(Input records begins)
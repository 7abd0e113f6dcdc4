//! SC-007: Error taxonomy for signatures, captures, engines, and the cache.

use std::path::PathBuf;
use thiserror::Error;

/// Crate-wide result alias.
pub type Result<T> = std::result::Result<T, ScriptError>;

#[derive(Debug, Error)]
pub enum ScriptError {
    /// Arguments do not fit the declared signature.
    #[error("Incompatible parameter: ({args}) for {signature}")]
    IncompatibleParameter { args: String, signature: String },

    /// A body produced a value the signature does not permit.
    #[error("Invalid return value '{value}' for {signature}")]
    InvalidReturn { value: String, signature: String },

    /// A frozen variable no longer matches at re-specialization.
    #[error("Incompatible frozen variable type '{required}' need but '{found}' found for '{name}'")]
    IncompatibleCapture {
        name: String,
        required: String,
        found: String,
    },

    #[error("mal-formed compiled data in '{artifact}': {reason}")]
    MalformedCache { artifact: String, reason: String },

    /// The cached artifact is not fresh and recompilation is disabled.
    #[error("compiled data of '{artifact}' is {state} and recompilation is disabled")]
    Stale { artifact: String, state: String },

    #[error("engine '{engine}' failed: {message}")]
    Engine { engine: String, message: String },

    #[error("unknown engine '{0}'")]
    UnknownEngine(String),

    #[error("invalid signature: {0}")]
    InvalidSignature(String),

    #[error("unknown type name '{0}'")]
    UnknownType(String),

    #[error("executable kind '{0}' is not supported")]
    KindNotSupported(String),

    #[error("scope error: {0}")]
    Scope(String),

    #[error("codec error: {0}")]
    Codec(String),

    #[error("cannot access {}: {source}", path.display())]
    Io {
        path: PathBuf,
        #[source]
        source: std::io::Error,
    },

    /// A recompiled artifact could not be written back.
    #[error("cannot persist '{artifact}': {message}")]
    Persist { artifact: String, message: String },

    #[error("config error: {0}")]
    Config(String),
}

impl ScriptError {
    /// Wrap an engine-side failure message.
    pub fn engine(engine: &str, message: impl Into<String>) -> Self {
        ScriptError::Engine {
            engine: engine.to_string(),
            message: message.into(),
        }
    }

    /// True for the errors a caller can recover from by recompiling.
    pub fn is_cache_condition(&self) -> bool {
        matches!(
            self,
            ScriptError::MalformedCache { .. } | ScriptError::Stale { .. }
        )
    }
}

impl From<bincode::Error> for ScriptError {
    fn from(e: bincode::Error) -> Self {
        ScriptError::Codec(e.to_string())
    }
}
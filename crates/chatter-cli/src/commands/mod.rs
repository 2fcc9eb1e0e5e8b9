//! Command implementations.

pub mod status;
pub mod users;
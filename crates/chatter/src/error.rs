//! Error types for the chatter library.

use std::path::PathBuf;
use thiserror::Error;

/// Main error type for chatter operations.
#[derive(Debug, Error)]
pub enum ChatterError {
    /// Error opening, reading, or writing a backing file.
    #[error("IO error for '{path}': {source}")]
    Io {
        path: PathBuf,
        #[source]
        source: std::io::Error,
    },

    /// Error from the CSV library (malformed row, bad header, etc.).
    #[error("CSV error: {0}")]
    Csv(#[from] csv::Error),

    /// A required column was present but empty in a data row.
    #[error("row {row}: required field '{field}' is missing or empty")]
    MissingField { row: usize, field: &'static str },

    /// Attempt to add a record under a key that already exists.
    #[error("duplicate id '{0}'")]
    DuplicateId(String),

    /// Attempt to modify or delete a record that does not exist.
    #[error("unknown id '{0}'")]
    UnknownId(String),
}

/// Result type alias for chatter operations.
pub type Result<T> = std::result::Result<T, ChatterError>;
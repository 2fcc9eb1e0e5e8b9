//! Chatter CLI - CSV-backed user account and status update manager.

mod cli;
mod commands;

use clap::Parser;
use cli::{Cli, Commands};

fn main() {
    let cli = Cli::parse();

    let result = match cli.command {
        Commands::User { action } => commands::users::run(action),
        Commands::Status { action } => commands::status::run(action),
    };

    if let Err(e) = result {
        eprintln!("Error: {}", e);
        std::process::exit(1);
    }
}
//! Keyed in-memory store of status updates.

use indexmap::IndexMap;

use crate::error::{ChatterError, Result};
use crate::record::StatusRecord;

/// Collection of [`StatusRecord`]s keyed by `status_id`.
///
/// Same contract as [`crate::UserCollection`]: exclusive ownership of the
/// map, typed errors for key conflicts, sentinel record on search miss.
/// The `user_id` carried by each record is not checked against any user
/// collection; dangling references are allowed.
#[derive(Debug, Clone, Default)]
pub struct StatusCollection {
    records: IndexMap<String, StatusRecord>,
}

impl StatusCollection {
    /// Create an empty collection.
    pub fn new() -> Self {
        Self::default()
    }

    /// Add a new status update.
    ///
    /// Fails with [`ChatterError::DuplicateId`] if `status_id` is already
    /// present; the existing record is left untouched.
    pub fn add(&mut self, status_id: &str, user_id: &str, status_text: &str) -> Result<()> {
        if self.records.contains_key(status_id) {
            return Err(ChatterError::DuplicateId(status_id.to_string()));
        }

        self.records.insert(
            status_id.to_string(),
            StatusRecord::new(status_id, user_id, status_text),
        );
        Ok(())
    }

    /// Overwrite the payload of an existing status update in place.
    ///
    /// Both `user_id` and `status_text` are payload here; only the
    /// identity `status_id` is fixed. Fails with
    /// [`ChatterError::UnknownId`] if the status does not exist.
    pub fn modify(&mut self, status_id: &str, user_id: &str, status_text: &str) -> Result<()> {
        let record = self
            .records
            .get_mut(status_id)
            .ok_or_else(|| ChatterError::UnknownId(status_id.to_string()))?;

        record.user_id = user_id.to_string();
        record.status_text = status_text.to_string();
        Ok(())
    }

    /// Remove a status update.
    ///
    /// Fails with [`ChatterError::UnknownId`] if the status does not exist.
    pub fn delete(&mut self, status_id: &str) -> Result<()> {
        self.records
            .shift_remove(status_id)
            .map(|_| ())
            .ok_or_else(|| ChatterError::UnknownId(status_id.to_string()))
    }

    /// Look up a status update by id.
    ///
    /// Returns a sentinel record with every field unset on a miss; never
    /// fails.
    pub fn search(&self, status_id: &str) -> StatusRecord {
        self.records.get(status_id).cloned().unwrap_or_default()
    }

    /// Whether a status id is present.
    pub fn contains(&self, status_id: &str) -> bool {
        self.records.contains_key(status_id)
    }

    /// Number of records.
    pub fn len(&self) -> usize {
        self.records.len()
    }

    /// Whether the collection holds no records.
    pub fn is_empty(&self) -> bool {
        self.records.is_empty()
    }

    /// Iterate over records in insertion order.
    pub fn iter(&self) -> impl Iterator<Item = &StatusRecord> {
        self.records.values()
    }
}
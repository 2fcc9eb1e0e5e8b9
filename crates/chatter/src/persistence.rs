//! Bulk CSV load and save for both collections.
//!
//! Load inserts rows as it goes and aborts on the first malformed row
//! without rolling back earlier inserts. Re-loading a source over a
//! collection that already holds some of its keys is not an error: a
//! duplicate id coming out of `add` is skipped, so load is idempotent
//! with respect to already-present records.

use std::fs::File;
use std::io::{BufReader, BufWriter};
use std::path::Path;

use crate::error::{ChatterError, Result};
use crate::record::{StatusRecord, UserRecord};
use crate::status::StatusCollection;
use crate::users::UserCollection;

/// Column order for the users file.
const USER_COLUMNS: [&str; 4] = ["USER_ID", "EMAIL", "NAME", "LASTNAME"];

/// Column order for the status file.
const STATUS_COLUMNS: [&str; 3] = ["STATUS_ID", "USER_ID", "STATUS_TEXT"];

/// Load user accounts from a CSV file into `collection`.
///
/// The file must carry a `USER_ID,EMAIL,NAME,LASTNAME` header. Every field
/// is required and must be non-empty; the first violation aborts the call.
pub fn load_users(path: impl AsRef<Path>, collection: &mut UserCollection) -> Result<()> {
    let path = path.as_ref();
    let file = File::open(path).map_err(|e| ChatterError::Io {
        path: path.to_path_buf(),
        source: e,
    })?;

    let mut reader = csv::Reader::from_reader(BufReader::new(file));
    for (idx, result) in reader.deserialize::<UserRecord>().enumerate() {
        let row = idx + 1;
        let record: UserRecord = result?;

        require(&record.user_id, row, "USER_ID")?;
        require(&record.email, row, "EMAIL")?;
        require(&record.first_name, row, "NAME")?;
        require(&record.last_name, row, "LASTNAME")?;

        match collection.add(
            &record.user_id,
            &record.email,
            &record.first_name,
            &record.last_name,
        ) {
            Ok(()) | Err(ChatterError::DuplicateId(_)) => {}
            Err(e) => return Err(e),
        }
    }

    Ok(())
}

/// Save all user accounts from `collection` to a CSV file.
///
/// Writes the header row even when the collection is empty. Records are
/// written in collection iteration order.
pub fn save_users(path: impl AsRef<Path>, collection: &UserCollection) -> Result<()> {
    let path = path.as_ref();
    let file = File::create(path).map_err(|e| ChatterError::Io {
        path: path.to_path_buf(),
        source: e,
    })?;

    // Header written explicitly so it appears for empty collections too;
    // struct field order matches USER_COLUMNS.
    let mut writer = csv::WriterBuilder::new()
        .has_headers(false)
        .from_writer(BufWriter::new(file));

    writer.write_record(USER_COLUMNS)?;
    for record in collection.iter() {
        writer.serialize(record)?;
    }

    writer.flush().map_err(|e| ChatterError::Io {
        path: path.to_path_buf(),
        source: e,
    })?;
    Ok(())
}

/// Load status updates from a CSV file into `collection`.
///
/// The file must carry a `STATUS_ID,USER_ID,STATUS_TEXT` header. Same
/// required-field and idempotence contract as [`load_users`].
pub fn load_status_updates(
    path: impl AsRef<Path>,
    collection: &mut StatusCollection,
) -> Result<()> {
    let path = path.as_ref();
    let file = File::open(path).map_err(|e| ChatterError::Io {
        path: path.to_path_buf(),
        source: e,
    })?;

    let mut reader = csv::Reader::from_reader(BufReader::new(file));
    for (idx, result) in reader.deserialize::<StatusRecord>().enumerate() {
        let row = idx + 1;
        let record: StatusRecord = result?;

        require(&record.status_id, row, "STATUS_ID")?;
        require(&record.user_id, row, "USER_ID")?;
        require(&record.status_text, row, "STATUS_TEXT")?;

        match collection.add(&record.status_id, &record.user_id, &record.status_text) {
            Ok(()) | Err(ChatterError::DuplicateId(_)) => {}
            Err(e) => return Err(e),
        }
    }

    Ok(())
}

/// Save all status updates from `collection` to a CSV file.
pub fn save_status_updates(path: impl AsRef<Path>, collection: &StatusCollection) -> Result<()> {
    let path = path.as_ref();
    let file = File::create(path).map_err(|e| ChatterError::Io {
        path: path.to_path_buf(),
        source: e,
    })?;

    let mut writer = csv::WriterBuilder::new()
        .has_headers(false)
        .from_writer(BufWriter::new(file));

    writer.write_record(STATUS_COLUMNS)?;
    for record in collection.iter() {
        writer.serialize(record)?;
    }

    writer.flush().map_err(|e| ChatterError::Io {
        path: path.to_path_buf(),
        source: e,
    })?;
    Ok(())
}

/// Reject a present-but-empty required field.
fn require(value: &str, row: usize, field: &'static str) -> Result<()> {
    if value.is_empty() {
        return Err(ChatterError::MissingField { row, field });
    }
    Ok(())
}
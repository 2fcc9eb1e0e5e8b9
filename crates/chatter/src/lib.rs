//! Chatter: CSV-backed user account and status update manager.
//!
//! Two in-memory keyed collections (user accounts and status updates)
//! with CRUD operations, plus bulk load/save against CSV files.
//!
//! # Core Contracts
//!
//! - **Unique keys**: `add` on an existing id fails and leaves the stored
//!   record untouched.
//! - **Sentinel on miss**: `search` always returns a record; a miss yields
//!   one with every field unset (see `is_empty`).
//! - **Partial-failure loads**: a malformed row aborts the load, keeping
//!   rows already inserted (no rollback); re-loading over existing keys is
//!   not an error.
//!
//! # Example
//!
//! ```no_run
//! use chatter::{UserCollection, persistence};
//!
//! let mut users = UserCollection::new();
//! persistence::load_users("accounts.csv", &mut users).unwrap();
//!
//! let eve = users.search("evmiles97");
//! println!("{} <{}>", eve.first_name, eve.email);
//! ```

pub mod app;
pub mod error;
pub mod persistence;

mod record;
mod status;
mod users;

pub use error::{ChatterError, Result};
pub use record::{StatusRecord, UserRecord};
pub use status::StatusCollection;
pub use users::UserCollection;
(Input records ends)
What to produce:
Write out exactly the lines that fall from the line with "filename crates/chatter/src/error.rs" to the line with "bad header, etc.)." in the records above, keeping both ends.

Response to the exercise:
filename crates/chatter/src/error.rs
//! Error types for the chatter library.

use std::path::PathBuf;
use thiserror::Error;

/// Main error type for chatter operations.
#[derive(Debug, Error)]
pub enum ChatterError {
    /// Error opening, reading, or writing a backing file.
    #[error("IO error for '{path}': {source}")]
    Io {
        path: PathBuf,
        #[source]
        source: std::io::Error,
    },

    /// Error from the CSV library (malformed row, bad header, etc.).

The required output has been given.